Treatment of Sindbis Virus-Infected Neurons with Antibody to E2 Alters Synthesis of Complete and nsP1-Expressing Defective Viral RNAs.

Abstract

ABSTRACTAlphaviruses are positive-sense RNA viruses that are important causes of viral encephalomyelitis. Sindbis virus (SINV), the prototype alphavirus, preferentially infects neurons in mice and is a model system for studying mechanisms of viral clearance from the nervous system. Antibody specific to the SINV E2 glycoprotein plays an important role in SINV clearance, and this effect is reproduced in cultures of infected mature neurons.

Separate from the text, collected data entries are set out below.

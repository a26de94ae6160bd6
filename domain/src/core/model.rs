//! Model value object identifying which LLM backs an agent

use serde::{Deserialize, Deserializer, Serialize, Serializer};

/// Identity of the model backing one council agent (Value Object)
///
/// Each agent in the council is a (model, client) pair; this type is the
/// model half, assigned once at configuration time and carried through to
/// the final report so answers stay attributable.
#[derive(Debug, Clone, PartialEq, Eq, Hash)]
pub enum ModelId {
    /// OpenAI o1
    O1,
    /// Gemini 2.0 Flash Thinking
    GeminiFlashThinking,
    /// DeepSeek R1
    DeepseekR1,
    /// Any other OpenRouter model, addressed by its full slug
    Custom(String),
}

impl ModelId {
    /// Get the string identifier for this model
    pub fn as_str(&self) -> &str {
        match self {
            ModelId::O1 => "o1",
            ModelId::GeminiFlashThinking => "gemini-2.0-flash-thinking",
            ModelId::DeepseekR1 => "deepseek-r1",
            ModelId::Custom(s) => s,
        }
    }

    /// The OpenRouter model slug used on the wire
    ///
    /// Well-known identifiers map to their provider-qualified slug; a
    /// `Custom` identifier is assumed to already be a full slug.
    pub fn openrouter_slug(&self) -> &str {
        match self {
            ModelId::O1 => "openai/o1",
            ModelId::GeminiFlashThinking => "google/gemini-2.0-flash-thinking-exp",
            ModelId::DeepseekR1 => "deepseek/deepseek-r1",
            ModelId::Custom(s) => s,
        }
    }

    /// The default council: three independent reasoning models
    pub fn default_models() -> Vec<ModelId> {
        vec![
            ModelId::O1,
            ModelId::GeminiFlashThinking,
            ModelId::DeepseekR1,
        ]
    }
}

impl std::fmt::Display for ModelId {
    fn fmt(&self, f: &mut std::fmt::Formatter<'_>) -> std::fmt::Result {
        write!(f, "{}", self.as_str())
    }
}

impl std::str::FromStr for ModelId {
    type Err = std::convert::Infallible;

    fn from_str(s: &str) -> std::result::Result<Self, Self::Err> {
        Ok(match s {
            "o1" => ModelId::O1,
            "gemini-2.0-flash-thinking" => ModelId::GeminiFlashThinking,
            "deepseek-r1" => ModelId::DeepseekR1,
            other => ModelId::Custom(other.to_string()),
        })
    }
}

impl Serialize for ModelId {
    fn serialize<S>(&self, serializer: S) -> Result<S::Ok, S::Error>
    where
        S: Serializer,
    {
        serializer.serialize_str(self.as_str())
    }
}

impl<'de> Deserialize<'de> for ModelId {
    fn deserialize<D>(deserializer: D) -> Result<Self, D::Error>
    where
        D: Deserializer<'de>,
    {
        let s = String::deserialize(deserializer)?;
        Ok(s.parse().unwrap())
    }
}

#[cfg(test)]
mod tests {
    use super::*;

    #[test]
    fn test_model_roundtrip() {
        for model in ModelId::default_models() {
            let s = model.to_string();
            let parsed: ModelId = s.parse().unwrap();
            assert_eq!(model, parsed);
        }
    }

    #[test]
    fn test_custom_model() {
        let model: ModelId = "mistralai/mistral-large".parse().unwrap();
        assert_eq!(
            model,
            ModelId::Custom("mistralai/mistral-large".to_string())
        );
        assert_eq!(model.to_string(), "mistralai/mistral-large");
        assert_eq!(model.openrouter_slug(), "mistralai/mistral-large");
    }

    #[test]
    fn test_openrouter_slug() {
        assert_eq!(ModelId::O1.openrouter_slug(), "openai/o1");
        assert_eq!(ModelId::DeepseekR1.openrouter_slug(), "deepseek/deepseek-r1");
    }

    #[test]
    fn test_default_models_are_distinct() {
        let models = ModelId::default_models();
        assert_eq!(models.len(), 3);
        assert_ne!(models[0], models[1]);
        assert_ne!(models[1], models[2]);
    }
}
//! Problem value object

use serde::{Deserialize, Serialize};

/// A math problem to be solved by the council (Value Object)
///
/// The problem text is opaque to the core: no structure beyond
/// "non-empty natural language" is assumed.
#[derive(Debug, Clone, PartialEq, Eq, Serialize, Deserialize)]
pub struct Problem {
    content: String,
}

impl Problem {
    /// Create a new problem
    ///
    /// # Panics
    /// Panics if the content is empty or only whitespace
    pub fn new(content: impl Into<String>) -> Self {
        let content = content.into();
        assert!(!content.trim().is_empty(), "Problem cannot be empty");
        Self { content }
    }

    /// Try to create a new problem, returning None if invalid
    pub fn try_new(content: impl Into<String>) -> Option<Self> {
        let content = content.into();
        if content.trim().is_empty() {
            None
        } else {
            Some(Self { content })
        }
    }

    /// Get the problem content
    pub fn content(&self) -> &str {
        &self.content
    }

    /// Consume and return the inner content
    pub fn into_content(self) -> String {
        self.content
    }
}

impl std::fmt::Display for Problem {
    fn fmt(&self, f: &mut std::fmt::Formatter<'_>) -> std::fmt::Result {
        write!(f, "{}", self.content)
    }
}

impl From<&str> for Problem {
    fn from(s: &str) -> Self {
        Problem::new(s)
    }
}

impl From<String> for Problem {
    fn from(s: String) -> Self {
        Problem::new(s)
    }
}

#[cfg(test)]
mod tests {
    use super::*;

    #[test]
    fn test_problem_creation() {
        let p = Problem::new("What is 2 + 2?");
        assert_eq!(p.content(), "What is 2 + 2?");
    }

    #[test]
    fn test_problem_from_str() {
        let p: Problem = "What is 2 + 2?".into();
        assert_eq!(p.content(), "What is 2 + 2?");
    }

    #[test]
    #[should_panic]
    fn test_empty_problem_panics() {
        Problem::new("");
    }

    #[test]
    fn test_try_new_empty() {
        assert!(Problem::try_new("").is_none());
        assert!(Problem::try_new("   ").is_none());
    }

    #[test]
    fn test_try_new_valid() {
        assert!(Problem::try_new("Solve x^2 = 4").is_some());
    }
}
//! Prompt templates for the solve flow
//!
//! The labeled-section layout here is a static contract with the models:
//! the reply parser recognizes exactly these headers. It is not
//! user-configurable per call.

/// Templates for generating solve prompts
pub struct PromptTemplate;

impl PromptTemplate {
    /// System prompt for the solve request
    pub fn solve_system() -> &'static str {
        r#"You are a careful mathematician. Solve only the specific problem you are given,
showing your work clearly. Do not reference any previous problems or solutions.
Always reply using exactly the labeled sections you are asked for."#
    }

    /// User prompt embedding the problem and the section contract
    pub fn solve_prompt(problem: &str) -> String {
        format!(
            r#"Solve the following math problem step by step:

Problem: {}

Reply using EXACTLY these three labeled sections:

Understanding:
Restate what the problem asks for and list the given information.

Steps:
1. List each solution step in order.
2. Show all calculations, including units.

Final Answer:
State ONLY the final result on this line. No explanations here.

Important:
- Keep the section labels exactly as written above.
- Do not add sections of your own.
- The Final Answer section must contain the result and nothing else."#,
            problem
        )
    }
}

To determine how anti-E2 antibody affects SINV RNA synthesis, Oxford Nanopore Technologies direct long-read RNA sequencing was used to sequence viral RNAs following antibody treatment of infected neurons. Differentiated AP-7 rat olfactory neuronal cells, an in vitro model for mature neurons, were infected with SINV and treated with anti-E2 antibody. Whole-cell RNA lysates were collected for sequencing of poly(A)-selected RNA 24, 48, and 72 h after infection. Three primary species of viral RNA were produced: genomic, subgenomic, and defective viral genomes (DVGs) encoding the RNA capping protein nsP1. Antibody treatment resulted in overall lower production of SINV RNA, decreased synthesis of subgenomic RNA relative to genomic RNA, and suppressed production of the nsP1 DVG. The nsP1 DVG was packaged into virus particles and could be translated. Because antibody-treated cells released a higher proportion of virions with noncapped genomes and transient transfection to express the nsP1 DVG improved viral RNA capping in antibody-treated cells, we postulate that one mechanism by which antibody inhibits SINV replication in neurons is to suppress DVG synthesis and thus decrease production of infectious virions containing capped genomes.